Prompt
After finding the line containing "pub fn is_empty(&self)" below, please output that line and each following one through the line containing "threads and must", exactly as written.

Entries provided
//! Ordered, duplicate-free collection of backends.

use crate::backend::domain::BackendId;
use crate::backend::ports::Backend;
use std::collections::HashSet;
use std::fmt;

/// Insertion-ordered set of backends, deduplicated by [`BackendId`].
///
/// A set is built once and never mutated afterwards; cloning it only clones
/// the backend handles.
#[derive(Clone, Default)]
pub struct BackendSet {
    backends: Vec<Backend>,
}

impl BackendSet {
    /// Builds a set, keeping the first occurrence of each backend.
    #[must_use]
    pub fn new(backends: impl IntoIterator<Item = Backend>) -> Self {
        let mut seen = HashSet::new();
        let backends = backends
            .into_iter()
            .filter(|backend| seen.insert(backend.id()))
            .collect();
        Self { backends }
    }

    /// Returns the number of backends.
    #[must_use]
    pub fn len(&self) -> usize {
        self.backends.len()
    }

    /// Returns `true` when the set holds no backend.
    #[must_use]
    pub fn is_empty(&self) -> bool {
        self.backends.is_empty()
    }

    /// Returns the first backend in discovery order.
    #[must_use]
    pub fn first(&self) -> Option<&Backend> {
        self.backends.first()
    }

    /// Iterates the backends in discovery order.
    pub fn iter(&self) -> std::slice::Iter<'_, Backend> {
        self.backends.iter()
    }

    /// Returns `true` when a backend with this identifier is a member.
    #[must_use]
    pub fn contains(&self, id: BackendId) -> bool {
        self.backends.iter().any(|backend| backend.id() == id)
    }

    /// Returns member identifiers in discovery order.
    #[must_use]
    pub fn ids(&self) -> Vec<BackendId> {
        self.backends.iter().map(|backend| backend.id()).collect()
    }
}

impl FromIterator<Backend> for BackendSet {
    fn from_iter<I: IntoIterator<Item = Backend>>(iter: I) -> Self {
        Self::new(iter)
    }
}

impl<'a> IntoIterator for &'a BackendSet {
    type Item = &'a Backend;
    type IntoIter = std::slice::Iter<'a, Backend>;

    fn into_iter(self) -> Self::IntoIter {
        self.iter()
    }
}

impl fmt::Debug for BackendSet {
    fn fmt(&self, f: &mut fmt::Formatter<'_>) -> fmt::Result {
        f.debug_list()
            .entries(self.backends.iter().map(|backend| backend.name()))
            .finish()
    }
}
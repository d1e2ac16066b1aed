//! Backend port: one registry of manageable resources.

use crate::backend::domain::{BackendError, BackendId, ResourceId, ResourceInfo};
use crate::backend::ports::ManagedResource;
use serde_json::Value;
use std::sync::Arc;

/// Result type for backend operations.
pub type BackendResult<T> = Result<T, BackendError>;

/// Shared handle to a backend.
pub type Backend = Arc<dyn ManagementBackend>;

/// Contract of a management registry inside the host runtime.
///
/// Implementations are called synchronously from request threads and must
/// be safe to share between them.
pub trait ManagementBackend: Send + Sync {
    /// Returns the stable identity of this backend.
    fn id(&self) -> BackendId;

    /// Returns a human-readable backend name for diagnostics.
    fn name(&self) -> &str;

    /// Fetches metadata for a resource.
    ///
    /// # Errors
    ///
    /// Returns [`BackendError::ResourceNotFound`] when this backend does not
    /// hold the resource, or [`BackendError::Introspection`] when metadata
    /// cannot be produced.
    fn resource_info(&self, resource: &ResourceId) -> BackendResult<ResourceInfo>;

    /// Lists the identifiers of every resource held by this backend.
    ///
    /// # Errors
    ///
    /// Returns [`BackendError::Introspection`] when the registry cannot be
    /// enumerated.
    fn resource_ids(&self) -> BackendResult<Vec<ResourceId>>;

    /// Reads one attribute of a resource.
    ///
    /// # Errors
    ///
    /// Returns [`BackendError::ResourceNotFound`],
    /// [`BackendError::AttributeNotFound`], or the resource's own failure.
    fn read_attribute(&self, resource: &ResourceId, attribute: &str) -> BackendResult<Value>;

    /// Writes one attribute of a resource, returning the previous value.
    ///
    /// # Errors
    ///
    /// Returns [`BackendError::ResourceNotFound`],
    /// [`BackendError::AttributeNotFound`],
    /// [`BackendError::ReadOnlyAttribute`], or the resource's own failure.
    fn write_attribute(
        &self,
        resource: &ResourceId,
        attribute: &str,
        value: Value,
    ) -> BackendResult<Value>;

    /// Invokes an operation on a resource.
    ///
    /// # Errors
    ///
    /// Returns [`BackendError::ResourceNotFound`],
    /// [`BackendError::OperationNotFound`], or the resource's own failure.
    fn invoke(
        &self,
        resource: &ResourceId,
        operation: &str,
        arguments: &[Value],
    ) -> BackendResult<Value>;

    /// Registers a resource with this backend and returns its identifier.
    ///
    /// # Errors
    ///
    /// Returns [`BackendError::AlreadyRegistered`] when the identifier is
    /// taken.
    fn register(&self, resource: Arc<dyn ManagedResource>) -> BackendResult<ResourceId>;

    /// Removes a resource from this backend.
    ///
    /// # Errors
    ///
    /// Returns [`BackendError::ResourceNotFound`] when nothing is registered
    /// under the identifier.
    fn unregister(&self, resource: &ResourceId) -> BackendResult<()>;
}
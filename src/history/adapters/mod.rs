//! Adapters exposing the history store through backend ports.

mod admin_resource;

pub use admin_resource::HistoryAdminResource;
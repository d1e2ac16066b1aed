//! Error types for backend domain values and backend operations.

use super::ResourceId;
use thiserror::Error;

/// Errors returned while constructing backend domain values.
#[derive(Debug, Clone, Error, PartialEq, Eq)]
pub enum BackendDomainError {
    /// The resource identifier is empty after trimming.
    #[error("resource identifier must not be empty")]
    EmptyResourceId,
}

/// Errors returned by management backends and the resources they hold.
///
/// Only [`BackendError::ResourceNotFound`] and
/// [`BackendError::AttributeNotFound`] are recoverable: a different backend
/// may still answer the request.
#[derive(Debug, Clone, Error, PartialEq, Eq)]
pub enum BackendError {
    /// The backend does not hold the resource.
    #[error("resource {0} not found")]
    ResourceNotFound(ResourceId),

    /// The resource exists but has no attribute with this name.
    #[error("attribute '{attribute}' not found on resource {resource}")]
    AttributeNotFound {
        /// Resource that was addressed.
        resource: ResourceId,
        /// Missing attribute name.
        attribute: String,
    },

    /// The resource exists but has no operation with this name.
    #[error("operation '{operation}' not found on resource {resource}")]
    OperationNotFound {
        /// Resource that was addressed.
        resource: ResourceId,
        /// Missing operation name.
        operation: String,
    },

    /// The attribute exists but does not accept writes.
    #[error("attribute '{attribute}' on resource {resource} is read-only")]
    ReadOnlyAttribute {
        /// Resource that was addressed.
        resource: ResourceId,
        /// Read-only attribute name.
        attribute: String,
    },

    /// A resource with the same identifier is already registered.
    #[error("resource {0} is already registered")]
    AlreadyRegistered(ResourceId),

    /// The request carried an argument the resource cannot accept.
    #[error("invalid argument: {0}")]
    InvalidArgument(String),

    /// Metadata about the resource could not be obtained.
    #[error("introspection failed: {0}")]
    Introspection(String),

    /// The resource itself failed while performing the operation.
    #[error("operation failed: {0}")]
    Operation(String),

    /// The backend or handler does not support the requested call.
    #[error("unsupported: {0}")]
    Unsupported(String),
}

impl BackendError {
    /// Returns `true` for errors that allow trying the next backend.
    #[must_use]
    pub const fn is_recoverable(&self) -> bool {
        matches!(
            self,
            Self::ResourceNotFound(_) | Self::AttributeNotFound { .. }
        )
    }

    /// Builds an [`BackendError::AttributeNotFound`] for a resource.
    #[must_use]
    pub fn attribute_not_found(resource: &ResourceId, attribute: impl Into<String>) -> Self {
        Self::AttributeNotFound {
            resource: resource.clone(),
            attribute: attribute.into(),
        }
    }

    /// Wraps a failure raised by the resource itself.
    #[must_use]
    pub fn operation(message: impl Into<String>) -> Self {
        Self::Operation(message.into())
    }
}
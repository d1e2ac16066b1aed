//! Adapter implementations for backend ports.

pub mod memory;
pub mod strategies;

Exercise result
    pub fn is_empty(&self) -> bool {
        self.backends.is_empty()
    }

    /// Returns the first backend in discovery order.
    #[must_use]
    pub fn first(&self) -> Option<&Backend> {
        self.backends.first()
    }

    /// Iterates the backends in discovery order.
    pub fn iter(&self) -> std::slice::Iter<'_, Backend> {
        self.backends.iter()
    }

    /// Returns `true` when a backend with this identifier is a member.
    #[must_use]
    pub fn contains(&self, id: BackendId) -> bool {
        self.backends.iter().any(|backend| backend.id() == id)
    }

    /// Returns member identifiers in discovery order.
    #[must_use]
    pub fn ids(&self) -> Vec<BackendId> {
        self.backends.iter().map(|backend| backend.id()).collect()
    }
}

impl FromIterator<Backend> for BackendSet {
    fn from_iter<I: IntoIterator<Item = Backend>>(iter: I) -> Self {
        Self::new(iter)
    }
}

impl<'a> IntoIterator for &'a BackendSet {
    type Item = &'a Backend;
    type IntoIter = std::slice::Iter<'a, Backend>;

    fn into_iter(self) -> Self::IntoIter {
        self.iter()
    }
}

impl fmt::Debug for BackendSet {
    fn fmt(&self, f: &mut fmt::Formatter<'_>) -> fmt::Result {
        f.debug_list()
            .entries(self.backends.iter().map(|backend| backend.name()))
            .finish()
    }
}
repository d1e2ac16066b1aed
//! Backend port: one registry of manageable resources.

use crate::backend::domain::{BackendError, BackendId, ResourceId, ResourceInfo};
use crate::backend::ports::ManagedResource;
use serde_json::Value;
use std::sync::Arc;

/// Result type for backend operations.
pub type BackendResult<T> = Result<T, BackendError>;

/// Shared handle to a backend.
pub type Backend = Arc<dyn ManagementBackend>;

/// Contract of a management registry inside the host runtime.
///
/// Implementations are called synchronously from request threads and must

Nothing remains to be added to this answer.